Razmig Hovaghimian, who founded Web video site Viki and sold it to Rakuten, the Japanese e-commerce giant, is leaving his CEO post.

Hovaghimian, who recently moved from Viki’s Singapore base to San Francisco, will keep working at Rakuten, where he’s now the company’s first entrepreneur in residence. That means he gets to work on ideas inside and outside the company, he told Re/code, while declining to explain what he’s focused on right now. But here’s a hint: One of his other titles at Rakuten is head of video.

Viki is sort of a global version of Hulu, providing translated versions of dramas and comedies, in more than 200 different languages. The site, which relies on a community of volunteers to handle translation, had about 20 million users when Rakuten acquired it in 2013, and now has more than 35 million.

Hovaghimian, a former executive at NBCUniversal*, raised around $25 million over five years while building the company. Rakuten acquired it for $200 million.

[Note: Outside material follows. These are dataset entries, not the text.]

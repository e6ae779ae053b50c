//! Transaction log records.
//!
//! Every record is `[type u32][length u32][payload]`, where `length` covers the whole
//! record including the 8-byte prefix and the record is zero-padded to a multiple of 8.
//! The type word is [`TX_LOG_MAGIC`] or'ed with a one-byte tag, so a reader that lands on
//! garbage notices it at once.
//!
//! ```text
//! INSERT      rowid u32, pad u32, natts u16, datum * natts
//! DELETE      xid u32, rowid u32, ctid.block u32, ctid.offset u16, pad u16
//! COMMIT/ABORT rowid u32, pad u32
//! ```

use num_enum::{IntoPrimitive, TryFromPrimitive};
use xpu_result::Result;
use xpu_types::Datum;
use xpu_types::codec::{WireReader, WireWriter};

pub const TX_LOG_MAGIC: u32 = 0xEBAD_7C00;

/// Bytes of the `[type][length]` prefix.
pub const RECORD_PREFIX_SZ: usize = 8;

#[derive(Debug, Clone, Copy, PartialEq, Eq, Hash, IntoPrimitive, TryFromPrimitive)]
#[repr(u32)]
pub enum LogType {
    /// `'I'`
    Insert = 0xEBAD_7C49,
    /// `'D'`
    Delete = 0xEBAD_7C44,
    /// `'C'`
    CommitIns = 0xEBAD_7C43,
    /// `'c'`
    CommitDel = 0xEBAD_7C63,
    /// `'A'`
    AbortIns = 0xEBAD_7C41,
    /// `'a'`
    AbortDel = 0xEBAD_7C61,
}

impl LogType {
    pub fn name(self) -> &'static str {
        match self {
            LogType::Insert => "INSERT",
            LogType::Delete => "DELETE",
            LogType::CommitIns => "COMMIT_INS",
            LogType::CommitDel => "COMMIT_DEL",
            LogType::AbortIns => "ABORT_INS",
            LogType::AbortDel => "ABORT_DEL",
        }
    }
}

/// Physical location of the deleted tuple in the base table.
#[derive(Debug, Clone, Copy, PartialEq, Eq, Hash, Default)]
pub struct Ctid {
    pub block: u32,
    pub offset: u16,
}

impl Ctid {
    pub fn new(block: u32, offset: u16) -> Self {
        Self { block, offset }
    }
}

#[derive(Debug, Clone, PartialEq)]
pub enum LogRecord {
    Insert { rowid: u32, values: Vec<Datum> },
    Delete { xid: u32, rowid: u32, ctid: Ctid },
    CommitIns { rowid: u32 },
    CommitDel { rowid: u32 },
    AbortIns { rowid: u32 },
    AbortDel { rowid: u32 },
}

impl LogRecord {
    pub fn log_type(&self) -> LogType {
        match self {
            LogRecord::Insert { .. } => LogType::Insert,
            LogRecord::Delete { .. } => LogType::Delete,
            LogRecord::CommitIns { .. } => LogType::CommitIns,
            LogRecord::CommitDel { .. } => LogType::CommitDel,
            LogRecord::AbortIns { .. } => LogType::AbortIns,
            LogRecord::AbortDel { .. } => LogType::AbortDel,
        }
    }

    pub fn rowid(&self) -> u32 {
        match *self {
            LogRecord::Insert { rowid, .. }
            | LogRecord::Delete { rowid, .. }
            | LogRecord::CommitIns { rowid }
            | LogRecord::CommitDel { rowid }
            | LogRecord::AbortIns { rowid }
            | LogRecord::AbortDel { rowid } => rowid,
        }
    }

    /// Append the record, padded to 8 bytes. Returns its length.
    pub fn encode_into(&self, w: &mut WireWriter) -> Result<usize> {
        let start = w.len();
        w.put_u32(u32::from(self.log_type()));
        w.put_u32(0);
        match self {
            LogRecord::Insert { rowid, values } => {
                w.put_u32(*rowid);
                w.put_u32(0);
                w.put_u16(values.len() as u16);
                for v in values {
                    w.put_datum(v)?;
                }
            }
            LogRecord::Delete { xid, rowid, ctid } => {
                w.put_u32(*xid);
                w.put_u32(*rowid);
                w.put_u32(ctid.block);
                w.put_u16(ctid.offset);
                w.put_u16(0);
            }
            LogRecord::CommitIns { rowid }
            | LogRecord::CommitDel { rowid }
            | LogRecord::AbortIns { rowid }
            | LogRecord::AbortDel { rowid } => {
                w.put_u32(*rowid);
                w.put_u32(0);
            }
        }
        w.pad_to(8);
        let len = w.len() - start;
        w.patch_u32(start + 4, len as u32);
        Ok(len)
    }

    pub fn to_bytes(&self) -> Result<Vec<u8>> {
        let mut w = WireWriter::with_capacity(32);
        self.encode_into(&mut w)?;
        Ok(w.into_inner())
    }

    /// Decode one record starting at the reader's position, which must be 8-byte aligned.
    pub fn decode(r: &mut WireReader<'_>) -> Result<LogRecord> {
        let start = r.position();
        let raw = r.get_u32()?;
        let log_type =
            LogType::try_from(raw).map_err(|_| r.corrupt(format!("bad record type {raw:#010x}")))?;
        let length = r.get_u32()? as usize;
        if length < RECORD_PREFIX_SZ + 8 || length % 8 != 0 {
            return Err(r.corrupt(format!("{} record of {length} bytes", log_type.name())));
        }
        if r.remaining() < length - RECORD_PREFIX_SZ {
            return Err(r.corrupt(format!(
                "{} record of {length} bytes is truncated",
                log_type.name()
            )));
        }
        let record = match log_type {
            LogType::Insert => {
                let rowid = r.get_u32()?;
                let _pad = r.get_u32()?;
                let natts = r.get_u16()? as usize;
                let mut values = Vec::with_capacity(natts);
                for _ in 0..natts {
                    values.push(r.get_datum()?);
                }
                LogRecord::Insert { rowid, values }
            }
            LogType::Delete => {
                let xid = r.get_u32()?;
                let rowid = r.get_u32()?;
                let block = r.get_u32()?;
                let offset = r.get_u16()?;
                let _pad = r.get_u16()?;
                LogRecord::Delete {
                    xid,
                    rowid,
                    ctid: Ctid { block, offset },
                }
            }
            xact => {
                let rowid = r.get_u32()?;
                let _pad = r.get_u32()?;
                match xact {
                    LogType::CommitIns => LogRecord::CommitIns { rowid },
                    LogType::CommitDel => LogRecord::CommitDel { rowid },
                    LogType::AbortIns => LogRecord::AbortIns { rowid },
                    _ => LogRecord::AbortDel { rowid },
                }
            }
        };
        let consumed = r.position() - start;
        if consumed > length {
            return Err(r.corrupt(format!(
                "{} payload overruns its {length}-byte record",
                log_type.name()
            )));
        }
        r.take(length - consumed)?;
        Ok(record)
    }
}

#[cfg(test)]
mod tests {
    use super::*;
    use xpu_result::Error;

    #[test]
    fn type_words_carry_the_magic() {
        assert_eq!(u32::from(LogType::Insert), 0xEBAD_7C49);
        assert_eq!(u32::from(LogType::AbortDel), 0xEBAD_7C61);
        assert!(LogType::try_from(TX_LOG_MAGIC).is_err());
        for ty in [LogType::Insert, LogType::CommitDel] {
            assert_eq!(u32::from(ty) & !0xff, TX_LOG_MAGIC);
        }
    }

    #[test]
    fn records_are_padded_and_self_sized() {
        let records = [
            LogRecord::Insert {
                rowid: 7,
                values: vec![Datum::Int8(1), Datum::Null, Datum::Text("abc".into())],
            },
            LogRecord::Delete {
                xid: 99,
                rowid: 7,
                ctid: Ctid::new(3, 12),
            },
            LogRecord::CommitDel { rowid: 7 },
        ];
        let mut w = WireWriter::new();
        for rec in &records {
            let len = rec.encode_into(&mut w).unwrap();
            assert_eq!(len % 8, 0);
        }
        let bytes = w.into_inner();
        assert_eq!(
            u32::from_le_bytes([bytes[4], bytes[5], bytes[6], bytes[7]]) as usize,
            records[0].to_bytes().unwrap().len()
        );
        let mut r = WireReader::new(&bytes, "cache log");
        for rec in &records {
            assert_eq!(&LogRecord::decode(&mut r).unwrap(), rec);
        }
        assert!(r.is_empty());
    }

    #[test]
    fn unknown_type_is_corrupt() {
        let mut bytes = LogRecord::CommitIns { rowid: 1 }.to_bytes().unwrap();
        bytes[0] = b'Z';
        let mut r = WireReader::new(&bytes, "cache log");
        assert!(matches!(
            LogRecord::decode(&mut r),
            Err(Error::Corrupt {
                what: "cache log",
                ..
            })
        ));
    }

    #[test]
    fn short_length_is_corrupt() {
        let mut bytes = LogRecord::AbortIns { rowid: 1 }.to_bytes().unwrap();
        bytes[4] = 40;
        let mut r = WireReader::new(&bytes, "cache log");
        assert!(LogRecord::decode(&mut r).is_err());
    }
}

Rakuten has been on a buying spree over the past couple years: Last year alone it spent $900 million on messaging app Viber, and then another billion dollars on retailer Ebates.

Tammy Nam, Viki’s chief marketing officer, has taken over the CEO spot; Hovaghimian will remain the company’s executive chairman.

* NBCUniversal is a minority investor in Revere Digital, Re/code’s parent company.